**RECORDS SUPPLIED**

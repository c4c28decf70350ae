use anyhow::Result;
use clap::Parser;
use crossterm::{
    event::{DisableMouseCapture, EnableMouseCapture},
    execute,
    terminal::{disable_raw_mode, enable_raw_mode, EnterAlternateScreen, LeaveAlternateScreen},
};
use ratatui::{backend::CrosstermBackend, Terminal};
use std::io;
use tracing::error;

use mortgage_calc::{
    app::{run_app, App},
    config::{Cli, Command, Config},
    headless, logging,
};

fn main() -> Result<()> {
    let config = Config::from_cli(Cli::parse())?;
    logging::init(&config)?;

    match &config.command {
        Command::Tui => run_tui(),
        Command::Calc(args) => {
            println!("{}", headless::run_calc(args)?);
            Ok(())
        }
    }
}

fn run_tui() -> Result<()> {
    enable_raw_mode()?;
    let mut stdout = io::stdout();
    execute!(stdout, EnterAlternateScreen, EnableMouseCapture)?;
    let backend = CrosstermBackend::new(stdout);
    let mut terminal = Terminal::new(backend)?;

    let res = run_app(&mut terminal, App::default());

    disable_raw_mode()?;
    execute!(
        terminal.backend_mut(),
        LeaveAlternateScreen,
        DisableMouseCapture
    )?;
    terminal.show_cursor()?;

    if let Err(err) = &res {
        error!(?err, "interactive form failed");
    }
    res
}
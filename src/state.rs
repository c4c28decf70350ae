//! Form state and the reducer that drives it.
//!
//! The state is never mutated in place: every user interaction becomes an
//! [`Action`] and [`reduce`] returns the next state. The TUI and the
//! headless `calc` command share this path.

use tracing::{debug, info, warn};

use crate::calc;
use crate::model::{CalculationResult, Field, FormInput, Mode};
use crate::validate::{self, ValidationErrors};

#[derive(Debug, Clone, PartialEq)]
pub enum Action {
    /// Replace the text of a free-text field.
    EditField(Field, String),
    SelectMode(Mode),
    Submit,
    Clear,
}

#[derive(Debug, Clone, Copy, PartialEq, Eq, Default)]
pub enum Phase {
    #[default]
    Editing,
    Result,
}

#[derive(Debug, Clone, Default, PartialEq)]
pub struct FormState {
    pub input: FormInput,
    pub errors: ValidationErrors,
    pub result: Option<CalculationResult>,
    pub phase: Phase,
}

impl FormState {
    pub fn new() -> Self {
        Self::default()
    }

    /// `Result` right after a successful submit; any edit or rejected
    /// submit moves back to `Editing` while the last figures stay visible.
    pub fn phase(&self) -> Phase {
        self.phase
    }
}

pub fn reduce(state: &FormState, action: Action) -> FormState {
    match action {
        Action::EditField(field, text) => {
            let mut next = state.clone();
            match next.input.text_mut(field) {
                Some(slot) => *slot = text,
                None => debug!(%field, "ignoring text edit on non-text field"),
            }
            next.phase = Phase::Editing;
            next
        }
        Action::SelectMode(mode) => {
            let mut next = state.clone();
            next.input.mode = Some(mode);
            next.phase = Phase::Editing;
            next
        }
        Action::Submit => submit(state),
        Action::Clear => {
            debug!("clearing form");
            FormState::new()
        }
    }
}

fn submit(state: &FormState) -> FormState {
    let mut next = state.clone();
    next.phase = Phase::Editing;

    let missing = validate::validate(&state.input);
    if !missing.is_empty() {
        debug!(count = missing.len(), "submit rejected: required fields missing");
        next.errors = missing;
        return next;
    }

    let parsed = match validate::parse(&state.input) {
        Ok(parsed) => parsed,
        Err(invalid) => {
            debug!(count = invalid.len(), "submit rejected: unparseable fields");
            next.errors = invalid;
            return next;
        }
    };

    let result = calc::calculate_parsed(&parsed);
    if result.is_finite() {
        info!(
            mode = %parsed.mode,
            monthly = result.monthly_payment,
            total = result.total_repayment,
            "calculated repayments"
        );
    } else {
        warn!(
            mode = %parsed.mode,
            rate = parsed.annual_rate_percent,
            term = parsed.term_years,
            "calculation produced a non-finite result"
        );
    }

    next.errors = ValidationErrors::new();
    next.result = Some(result);
    next.phase = Phase::Result;
    next
}
//! Closed-form repayment figures for a fixed-rate mortgage.
//!
//! Results keep full `f64` precision; rounding belongs to the display layer
//! (see [`crate::format`]).

use crate::model::{CalculationResult, Mode, ParsedInput};

/// Annual percentage rate as a monthly fraction, e.g. `5.0` -> `0.004166...`.
pub fn monthly_rate(annual_rate_percent: f64) -> f64 {
    annual_rate_percent / 100.0 / 12.0
}

/// Number of monthly installments over the term. Fractional years are kept.
pub fn number_of_payments(term_years: f64) -> f64 {
    term_years * 12.0
}

/// Computes the monthly payment and the total repaid over the term.
///
/// Inputs are not range-checked. In repayment mode a zero rate divides by
/// `(1 + 0)^n - 1 == 0`, so both figures come back as NaN.
pub fn calculate(
    principal: f64,
    term_years: f64,
    annual_rate_percent: f64,
    mode: Mode,
) -> CalculationResult {
    let rate = monthly_rate(annual_rate_percent);
    let payments = number_of_payments(term_years);

    match mode {
        Mode::Repayment => {
            let growth = (1.0 + rate).powf(payments);
            let monthly_payment = principal * rate * growth / (growth - 1.0);
            CalculationResult {
                monthly_payment,
                total_repayment: monthly_payment * payments,
            }
        }
        Mode::InterestOnly => {
            let monthly_payment = principal * rate;
            CalculationResult {
                monthly_payment,
                total_repayment: principal + monthly_payment * payments,
            }
        }
    }
}

pub fn calculate_parsed(input: &ParsedInput) -> CalculationResult {
    calculate(
        input.principal,
        input.term_years,
        input.annual_rate_percent,
        input.mode,
    )
}

#[cfg(test)]
mod tests {
    use pretty_assertions::assert_eq;

    use super::*;

    const TOLERANCE: f64 = 1e-6;

    fn assert_close(actual: f64, expected: f64) {
        assert!(
            (actual - expected).abs() <= TOLERANCE * expected.abs().max(1.0),
            "expected {expected}, got {actual}"
        );
    }

    /// Annuity payment built up by summing discount factors instead of the
    /// closed form, so it checks `calculate` without sharing its formula.
    fn annuity_by_discounting(principal: f64, monthly: f64, months: u32) -> f64 {
        let mut factor = 1.0;
        let mut sum = 0.0;
        for _ in 0..months {
            factor /= 1.0 + monthly;
            sum += factor;
        }
        principal / sum
    }

    #[test]
    fn monthly_rate_converts_annual_percentage() {
        assert_close(monthly_rate(5.0), 0.05 / 12.0);
        assert_eq!(monthly_rate(0.0), 0.0);
    }

    #[test]
    fn number_of_payments_keeps_fractional_years() {
        assert_eq!(number_of_payments(25.0), 300.0);
        assert_eq!(number_of_payments(2.5), 30.0);
    }

    #[test]
    fn repayment_matches_independent_annuity() {
        let result = calculate(200_000.0, 25.0, 5.0, Mode::Repayment);
        let expected = annuity_by_discounting(200_000.0, 0.05 / 12.0, 300);

        assert_close(result.monthly_payment, expected);
        assert_close(result.total_repayment, expected * 300.0);
        assert!((result.monthly_payment - 1169.18).abs() < 0.01);
        assert!((result.total_repayment - 350_754.02).abs() < 0.01);
    }

    #[test]
    fn repayment_total_is_monthly_times_payments() {
        let cases = [(150_000.0, 30.0, 3.75), (80_000.0, 10.5, 6.1), (1.0, 1.0, 0.5)];
        for (principal, years, rate) in cases {
            let result = calculate(principal, years, rate, Mode::Repayment);

            assert_close(
                result.total_repayment,
                result.monthly_payment * years * 12.0,
            );
        }
    }

    #[test]
    fn interest_only_pays_interest_then_principal() {
        let result = calculate(200_000.0, 25.0, 5.0, Mode::InterestOnly);

        assert_close(result.monthly_payment, 200_000.0 * 0.05 / 12.0);
        assert_close(result.total_repayment, 450_000.0);
        assert!((result.monthly_payment - 833.33).abs() < 0.01);
    }

    #[test]
    fn interest_only_total_adds_principal() {
        let result = calculate(95_000.0, 15.0, 4.2, Mode::InterestOnly);

        assert_close(
            result.total_repayment,
            95_000.0 + result.monthly_payment * 180.0,
        );
    }

    #[test]
    fn calculate_is_deterministic() {
        let first = calculate(312_500.0, 22.0, 4.89, Mode::Repayment);
        let second = calculate(312_500.0, 22.0, 4.89, Mode::Repayment);

        assert_eq!(first, second);
    }

    #[test]
    fn zero_rate_repayment_is_not_a_number() {
        let result = calculate(200_000.0, 25.0, 0.0, Mode::Repayment);

        assert!(result.monthly_payment.is_nan());
        assert!(result.total_repayment.is_nan());
        assert!(!result.is_finite());
    }

    #[test]
    fn zero_rate_interest_only_is_just_the_principal() {
        let result = calculate(200_000.0, 25.0, 0.0, Mode::InterestOnly);

        assert_eq!(result.monthly_payment, 0.0);
        assert_eq!(result.total_repayment, 200_000.0);
    }

    #[test]
    fn calculate_parsed_forwards_fields() {
        let parsed = ParsedInput {
            principal: 100_000.0,
            term_years: 20.0,
            annual_rate_percent: 3.0,
            mode: Mode::InterestOnly,
        };

        assert_eq!(
            calculate_parsed(&parsed),
            calculate(100_000.0, 20.0, 3.0, Mode::InterestOnly)
        );
    }
}
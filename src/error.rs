use thiserror::Error;

/// Problem with a single form field, shown inline next to it.
#[derive(Debug, Clone, Copy, PartialEq, Eq, Error)]
pub enum FieldError {
    #[error("This field is required")]
    Required,

    #[error("Please enter a valid number")]
    NotANumber,
}

#[derive(Debug, Error)]
pub enum ConfigError {
    #[error("invalid log filter '{directive}': {reason}")]
    InvalidLogFilter { directive: String, reason: String },
}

**WORK INSTRUCTION**
Word for word, copy the line containing "String, reason: String" and each line after it to the end of the records, and nothing besides.

**EXERCISE OUTPUT**
    InvalidLogFilter { directive: String, reason: String },
}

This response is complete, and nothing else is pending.